During my sophomore year in college, I lived in a dorm room with porous walls. This enabled me to hear much of what went on next door.
In this instance, that meant nothing scandalous, unless you considered the music of Cole Porter disreputable. For me, it was sheer pleasure to listen to the guys next door thump on the piano over and over, and join in belting out hit songs from “Kiss Me Kate”.
The year was 1948 and this show had proved a smash on Broadway. Porter’s riff on Shakespeare’s The Taming of the Shrew charmed New York audiences, and its clever lyrics and catchy melodies set people to singing the music. My fellow students next door never tired of repeating these songs.
I listened to Porter’s lyrics with a kind of scandalized delight. Better than anyone else, Cole Porter knew how to insinuate sex-charged situations and titillating ideas into his songs. In those days I was still straight-laced enough to have felt some ingrown guilt at enjoying the master’s frequent double entendres.
Listening to such classics as “Always True To You In My Fashion” and “Brush Up Your Shakespeare” could evoke pleasures forbidden by the strict codes of my Catholic upbringing.
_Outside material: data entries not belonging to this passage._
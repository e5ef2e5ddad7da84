use std::error::Error;
use std::process::ExitCode;

use clap::{Parser, Subcommand};

use agentest::cli::{self, CheckArgs, InitArgs, RunArgs};
use agentest::logger::{self, Verbosity};

#[derive(Parser)]
#[command(
    name = "agentest",
    version,
    about = "Batch test harness for black-box programs, with output normalization and LLM-assisted failure analysis."
)]
struct Cli {
    #[arg(short, long, global = true, help = "Debug logging")]
    verbose: bool,

    #[arg(short, long, global = true, help = "Only log errors")]
    quiet: bool,

    #[command(subcommand)]
    command: CliCommand,
}

#[derive(Subcommand)]
enum CliCommand {
    /// Run cases against a program and report verdicts
    Run(RunArgs),
    /// Validate case files and print the prioritized plan without running
    Check(CheckArgs),
    /// Write a sample case file and program
    Init(InitArgs),
}

fn dispatch(command: CliCommand) -> Result<ExitCode, Box<dyn Error>> {
    match command {
        CliCommand::Run(args) => cli::run(args),
        CliCommand::Check(args) => cli::check(args),
        CliCommand::Init(args) => cli::init(args),
    }
}

fn main() -> ExitCode {
    let cli = Cli::parse();
    logger::init(Verbosity::from_flags(cli.verbose, cli.quiet));

    match dispatch(cli.command) {
        Ok(code) => code,
        Err(e) => {
            eprintln!("error: {e}");
            ExitCode::from(2)
        }
    }
}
But a performance of Kiss Me Kate offers myriad pleasures, some of which have nothing scandalous about them. Elsewhere, Cole Porter is much more direct.
Even then, though, as in the case of “Let’s Misbehave,” and “Let’s Do It, Let’s Fall in Love,” there is a kind of adult playfulness that, long ago, gave me new ideas of the grown-up world.
Cole Porter brought a sophistication to music that contrasted with most of what I had heard in my pre-college years. My Aunt Mary, a lady schooled in Victorian manners, used to take me to irreproachable shows such as the operettas of Sigmund Romberg.
The operetta that I remember best was The Student Prince, a show that would now strike most theater goers as dreadfully sentimental. My aunt did not have to worry about Romberg leading me down forbidden pathways.
This column takes its spark from what was billed as “A Cole Porter Cabaret” that I recently attended with some friends. Put on by the American Repertory Theatre, this revue featured five talented actor/singers of the ART troupe, along with a superb pianist who played some thirty songs with panache.
My favorite Porter song came early, much to my satisfaction. For me, “So In Love” shows him a master of the language, as he was, along with a deviser of haunting rhythms. The first bars are pitched lower than most of his songs and that, in my book, gives this song a certain enchantment.
The last part of the song suggests some of the ambivalence Porter found in romantic love. The dark lyrics ─ “So taunt me and hurt me / Deceive me / Desert me . . .” express his view that love often has little to do with happiness.
With time, mere sophistication in song lyrics tends to wear off. But not Cole’s. He manages to combine references that, not new to us, retain much of the freshness they had all those decades ago.
Consider, for example, the last song on the ART program. ─ “You’re the Top.”
The bedazzled admirer produces a list of excellent people and things to highlight the excellence of his dear one. Among them are personalities and objects that were familiar and popular in 1934, when Porter wrote this song.
These examples maintain their freshness, thanks in part to Porter’s virtuosic rhymes. The object of his affection is like Mahatma Ghandi, Garbo’s salary, the nose of the great Durante, and, of all things, cellophane.
Then, in what is perhaps a 21st-century addition the performer sings: “I’m the nominee of the G.O.P. or GOP” and quickly adds “but you’re the top.” Would John McCain be flattered to be included in this fashion?
Porter, admittedly, shows himself often cynical about love and human relations. Much of his life was marked by pain, after a disastrous riding accident. Moreover, he was a gay man who felt obliged to conceal his sexuality from the general public.
I regard him as a true poet, a man inspired by language and unsurpassed in his ability to manipulate it creatively in popular song. Having had the opportunity to hear his songs sung on stage in the ART show, rather than to play them hesitantly on my piano, I am currently celebrating his work.
It’s a long way back to the melodies that wafted through the walls of my dorm room. Fortunately, however, there are some continuities in life: I still enjoy hearing over and over the songs that used to enliven my nights and days.
Not everyone admires Cole Porter, I suppose. But after sixty years his words and music continue to get under my skin.